Кстати, после рождения ребенка я поняла, откуда взялись все несообразности моего воспитания в раннем детстве. Кроме моей матери, Тересы и Люцины приезжала еще из Груйца бабушка. Безгранично счастливая оттого, что в семье появился наконец мальчик, она не отрывалась от моего сына. Когда ему было месяца четыре, мы с ним и бабушкой отправились в поликлинику, показаться врачу, и, вернувшись, я твердо заявила, что это – первый и последний раз. Пожалуйста, я могу пойти в поликлинику с ребенком. Могу с бабушкой. Но по отдельности. А вместе с ребенком и бабушкой больше никогда в жизни не пойду! Что бы ни случилось.
То, что бабушка откалывала в поликлинике, превосходит всякое представление, вряд ли мне такое под силу описать. В ожидании приема у врача мы торчали в очереди у кабинета. Нет, словами такое не опишешь, это надо было видеть и слышать, да еще и поверить собственным глазам и ушам. Ребенка положили на столик, то разворачивали пеленки, то опять пеленали, а бабушка, растерзанная, взмокшая и растрепанная, кудахтала и бесновалась над ним.
– Он мерзнет, он мерзнет! Сейчас наденем фуфаечку! Тише, мой хороший, чвир, чвир, чвир, не плачь, золотце, ему жарко, сними с него свитерок, нет, давай опять закутаем, дитя замерзло, фью, фью, фью, успокойся, золотце, он мокрый, подержи ножку, я вытру, ах, пальчики мои сладкие, бедняжка голодный, дай сюда бутылочку, нет, не хочет...
Дите орало не своим голосом, бабушка металась, разбрасывая вокруг себя свои и чужие вещи, другие дети не выдержали и тоже подняли крик, истерия ведь заразна, ор поднялся такой, что из всех кабинетов повыскакивали врачи и сестры. Мамаши не знали, как успокоить своих младенцев, и единственный положительный момент во всем этом, что меня пропустили без очереди, чтобы скорее от нас избавиться. Если такие же штучки бабушка откалывала и со мной, ничего удивительного, что уже при одном виде человека в белом халате я начинала биться в истерическом припадке.
Воспользовавшись первым удобным случаем, мой муж устроил бабушке страшный скандал, хотя до этого с моими родными жил в мире и согласии. Он придерживался рациональных методов в воспитании детей, я целиком и полностью их разделяла, хотя, признаюсь, последние десять минут перед кормлением сына выдержать было трудно. И если бы мы с мужем категорически не запретили бабушке нарушать наши принципы, она кормила бы младенца каждые полчаса, а прожорливое дитя охотно пошло бы ей навстречу. Ничего хорошего из этого бы не получилось. Хотя... Хотя последующие годы убедили меня, что сыну вряд ли что в этом отношении могло повредить, а его младшему брату – тем более. После нагоняя на почве кормления бабушка зауважала своего зятя-внука и подкармливать правнука стала украдкой, когда никто из нас не видел.

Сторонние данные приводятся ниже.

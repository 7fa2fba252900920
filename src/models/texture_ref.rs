use crate::decoder::{NodeDecoder, NodeHeader};
use crate::error::IResult;
use crate::models::texture::TEXTURE_NAME_WIDTH;
use crate::vector::{Vector2, Vector3};

/// Use of a texture defined elsewhere, looked up by name.
#[derive(Debug, Clone, PartialEq, Eq)]
#[cfg_attr(feature = "serde", derive(serde::Serialize, serde::Deserialize))]
pub struct TextureReference {
    pub texture_name: String,
}

impl TextureReference {
    pub(crate) fn decode<V2: Vector2, V3: Vector3>(
        decoder: &mut NodeDecoder<'_, '_, V2, V3>,
        header: &NodeHeader,
    ) -> IResult<Self> {
        decoder.reader.seek(header.data_address)?;
        let texture_name = decoder.reader.read_string(TEXTURE_NAME_WIDTH)?;
        Ok(TextureReference { texture_name })
    }
}
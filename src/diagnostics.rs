//! Where tolerated anomalies go.
//!
//! Decoding never stops for an anomaly it knows how to recover from (an
//! unexpected value in an unknown-use field, a gap before a pointer target, a
//! LOD count mismatch, a truncated face list, an unknown node type, an
//! implausible palette offset). Each one is described in a single text
//! message handed to a [`Diagnostics`] sink.

/// Receives one formatted message per tolerated anomaly.
///
/// Any `FnMut(&str)` closure is a sink, which makes collecting messages in
/// tests or forwarding them to an application log a one-liner.
pub trait Diagnostics {
    fn report(&mut self, message: &str);
}

impl<F> Diagnostics for F
where
    F: FnMut(&str),
{
    fn report(&mut self, message: &str) {
        self(message)
    }
}

/// Forwards every message to `tracing` at warn level.
#[derive(Debug, Default, Clone, Copy)]
pub struct TracingDiagnostics;

impl Diagnostics for TracingDiagnostics {
    fn report(&mut self, message: &str) {
        tracing::warn!(target: "xwopt", "{message}");
    }
}

/// Discards every message.
#[derive(Debug, Default, Clone, Copy)]
pub struct IgnoreDiagnostics;

impl Diagnostics for IgnoreDiagnostics {
    fn report(&mut self, _message: &str) {}
}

Так вот, на студенческих каникулах я отправилась с малолетним сыном в Груец. Разумеется, там ближе было к природе, чем в Варшаве, но бросить удобную городскую квартиру со всеми достижениями цивилизации в виде газа и горячей воды, не говоря уже о теплой уборной, променять это на печку, колодец и сортир во дворе... До сих пор не понимаю, чем думала, отказавшись от городских удобств. А кроме того, приходилось тратить много сил, оберегая ребенка от чрезмерной бабушкиной заботы. Я просто не успевала сдирать с сына теплую одежду. Не так уж много лет прошло со времени моего детства, и я слишком хорошо помнила его кошмары, вот и прилагала все усилия, чтобы предостеречь от них собственного ребенка.